One particularly important fact about circles that are tangent to each other is that the point of tangency lies on the line of centers.
- Theorem 7.8:
If two circles are tangent to each other at a point $T$, then $T$ lies
on the line joining the centers of the circles.
Prove: $T$, $P$, and $Q$ are collinear.
Proof: Since $\odot P$ and $\odot Q$ are tangent to each other at point $T$, they have a common tangent line $\ell$ that passes through point $T$. Then $\overleftrightarrow{PT}\perp\ell$ and $\overleftrightarrow{QT}\perp\ell$. But there is only one line that is perpendicular to line $\ell$ at point $T$. Hence $\overrightarrow{PT}$ and $\overleftrightarrow{QT}$ must be the same line. Thus the three points $T$, $P$, and $Q$ are collinear.

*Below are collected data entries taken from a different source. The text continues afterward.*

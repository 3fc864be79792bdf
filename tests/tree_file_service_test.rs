//! Integration tests for loading tree definitions from disk.

use std::fs;
use std::path::Path;
use std::sync::Arc;

use tempfile::TempDir;

use tritree::application::services::TreeFileService;
use tritree::application::ApplicationError;
use tritree::cli::render::TreeRender;
use tritree::config::{EngineSettings, Settings};
use tritree::domain::{AncestorWalk, DomainError, SelectionState};
use tritree::infrastructure::traits::RealFileSystem;
use tritree::infrastructure::ServiceContainer;
use tritree::util::testing;

fn service() -> TreeFileService {
    testing::init_test_setup();
    TreeFileService::new(Arc::new(RealFileSystem), EngineSettings::default())
}

// ============================================================
// Valid definitions
// ============================================================

#[test]
fn given_catalog_definition_when_loading_then_structure_is_preserved() {
    let tree = service()
        .load_tree(Path::new("tests/resources/trees/catalog.toml"))
        .expect("load catalog");

    let stats = tree.stats();
    assert_eq!(stats.nodes, 11);
    assert_eq!(stats.roots, 2);
    assert_eq!(stats.depth, 4);
    assert_eq!(stats.groups, vec!["size".to_string()]);
    assert_eq!(tree.leaf_nodes(), vec!["a1", "a2", "x1", "y1", "z1"]);

    let root = tree.get_node(tree.find("root").unwrap()).unwrap();
    assert_eq!(root.data.label, "Everything");
    assert!(root.open);
}

#[test]
fn given_definition_in_temp_dir_when_opening_view_then_checked_leaves_drive_branches() {
    let temp = TempDir::new().unwrap();
    let path = temp.path().join("pizza.toml");
    fs::write(
        &path,
        r#"
[[node]]
key = "toppings"

[[node]]
key = "cheese"
parent = "toppings"
checked = true

[[node]]
key = "olives"
parent = "toppings"
checked = true
"#,
    )
    .unwrap();

    let view = service().open_view(&path).expect("open view");

    assert_eq!(view.state("toppings").unwrap(), SelectionState::Checked);
    assert_eq!(view.walk(), AncestorWalk::ToRoot);
}

// ============================================================
// Invalid definitions
// ============================================================

#[test]
fn given_parent_cycle_when_loading_then_returns_cycle_error() {
    let err = service()
        .load_tree(Path::new("tests/resources/trees/invalid/cycle.toml"))
        .unwrap_err();

    assert!(matches!(
        err,
        ApplicationError::Domain(DomainError::CycleDetected(_))
    ));
}

#[test]
fn given_two_preselected_radios_when_loading_then_returns_group_conflict() {
    let err = service()
        .load_tree(Path::new("tests/resources/trees/invalid/two_selected.toml"))
        .unwrap_err();

    match err {
        ApplicationError::Domain(DomainError::GroupConflict { group, keys }) => {
            assert_eq!(group, "size");
            assert_eq!(keys, vec!["small".to_string(), "large".to_string()]);
        }
        other => panic!("unexpected error: {other}"),
    }
}

#[test]
fn given_checked_child_under_unselected_radio_when_reconciling_then_returns_group_conflict() {
    let path = Path::new("tests/resources/trees/invalid/derived_selection.toml");

    let err = service().load_tree(path).unwrap_err();

    match err {
        ApplicationError::Domain(DomainError::GroupConflict { group, keys }) => {
            assert_eq!(group, "g");
            assert_eq!(keys, vec!["Y".to_string(), "Z".to_string()]);
        }
        other => panic!("unexpected error: {other}"),
    }

    // without reconcile the definition flags stand as written
    let engine = EngineSettings {
        reconcile_on_load: false,
        ..EngineSettings::default()
    };
    let tree = TreeFileService::new(Arc::new(RealFileSystem), engine)
        .load_tree(path)
        .expect("load without reconcile");
    let selected: Vec<&str> = tree
        .group_members("g")
        .iter()
        .filter_map(|&idx| tree.get_node(idx))
        .filter(|n| n.checked)
        .map(|n| n.key())
        .collect();
    assert_eq!(selected, vec!["Y"]);
}

#[test]
fn given_misspelled_field_when_loading_then_error_names_file_and_field() {
    let err = service()
        .load_tree(Path::new("tests/resources/trees/invalid/typo.toml"))
        .unwrap_err();

    let message = err.to_string();
    assert!(matches!(err, ApplicationError::InvalidDefinition { .. }));
    assert!(message.contains("typo.toml"), "{}", message);
    assert!(message.contains("chekced"), "{}", message);
}

#[test]
fn given_directory_or_missing_path_when_loading_then_returns_invalid_definition() {
    let temp = TempDir::new().unwrap();

    let not_file = service().load_tree(temp.path()).unwrap_err();
    assert!(not_file.to_string().contains("not a file"));

    let missing = service()
        .load_tree(&temp.path().join("missing.toml"))
        .unwrap_err();
    assert!(missing.to_string().contains("no such file"));
}

#[test]
fn given_depth_limit_when_tree_is_deeper_then_returns_depth_error() {
    let engine = EngineSettings {
        max_depth: 3,
        ..EngineSettings::default()
    };
    let err = TreeFileService::new(Arc::new(RealFileSystem), engine)
        .load_tree(Path::new("tests/resources/trees/catalog.toml"))
        .unwrap_err();

    assert!(matches!(
        err,
        ApplicationError::Domain(DomainError::DepthExceeded { max: 3, .. })
    ));
}

// ============================================================
// Service container with local config
// ============================================================

#[test]
fn given_local_config_when_wiring_container_then_engine_uses_single_level_walk() {
    testing::init_test_setup();
    let dir = Path::new("tests/resources/trees/local");
    let settings = Settings::load(Some(dir)).expect("load settings");
    let container = ServiceContainer::new(settings);
    assert_eq!(
        container.tree_files.engine().ancestor_walk,
        AncestorWalk::SingleLevel
    );

    let mut view = container
        .tree_files
        .open_view(&dir.join("menu.toml"))
        .expect("open menu");
    assert_eq!(view.state("starters").unwrap(), SelectionState::Indeterminate);
    assert_eq!(view.state("menu").unwrap(), SelectionState::Indeterminate);

    let changes = view.toggle("salad", true).unwrap();

    assert_eq!(view.state("starters").unwrap(), SelectionState::Checked);
    // a single-level walk leaves the grandparent as it was
    assert_eq!(view.state("menu").unwrap(), SelectionState::Indeterminate);
    assert!(changes.get("menu").is_none());

    let rendered = view.tree().render(&container.settings.display);
    assert!(rendered.starts_with("> [-] menu"), "{}", rendered);
    assert!(!rendered.contains("salad"), "{}", rendered);
}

Two circles can have a common tangent even if they are not tangent to each other. For instance, in the figures below, $\overleftrightarrow{PQ}$ is tangent to both $\odot A$ and $\odot B$.
There is an important difference between the two cases pictured. In the first case, the points of tangency lie on the same side of the line of centers; in the second case, the points of tangency lie on opposite sides of the line of centers. In the first case, $\overleftrightarrow{PQ}$ is a common external tangent to the two circles; in the second case, $\overleftrightarrow{PQ}$ is a common internal tangent. In both cases, the radii drawn to the points of tangency are perpendicular to the common tangent, and hence parallel to each other.
There are two typical problems having to do with common tangents. These are illustrated in the following examples.
Example: In the figure to the
right, $\overleftrightarrow{PQ}$ is tangent to the circles at $P$ and
$Q$. $AP=15$, $BQ=3$, and $AB=20$. How long is the common
tangent segment $\overline{PQ}$? |
Solution: We draw
the radii to the points of tangency, the line of centers, and the
segment from $B$ that is perpendicular to radius $\overline{AP}$.
This produces rectangle $PQBC$ and right $\triangle ABC$. The
hypotenuse $AB=20$ and the leg $AC=12$. With the Pythagorean
Theorem, we then compute $BC=16$. Since $PQBC$ is a rectangle,
$PQ=16$ as well. |
Example: In the figure to the right, $\overleftrightarrow{PQ}$ is tangent to the circles at $P$ and $Q$. $AP=15$, $BQ=3$, and $AB=20$. How long is the common tangent segment $\overline{PQ}$? |
Solution: Again we put in the
radii to the points of tangency. We could do the problem working
with similar triangles. However, it is easier to mimic the
solution of the last example, dropping a perpendicular from the center
of the smaller circle to the radius of the larger one. This gives
a large right $\triangle ABC$, with $AC=18$ (the sum of the radii of
the two circles). Then $$BC=\sqrt{20^2-18^2}=2\sqrt{19}.$$
Since $PQBC$ is a rectangle, $PQ=2\sqrt{19}$. |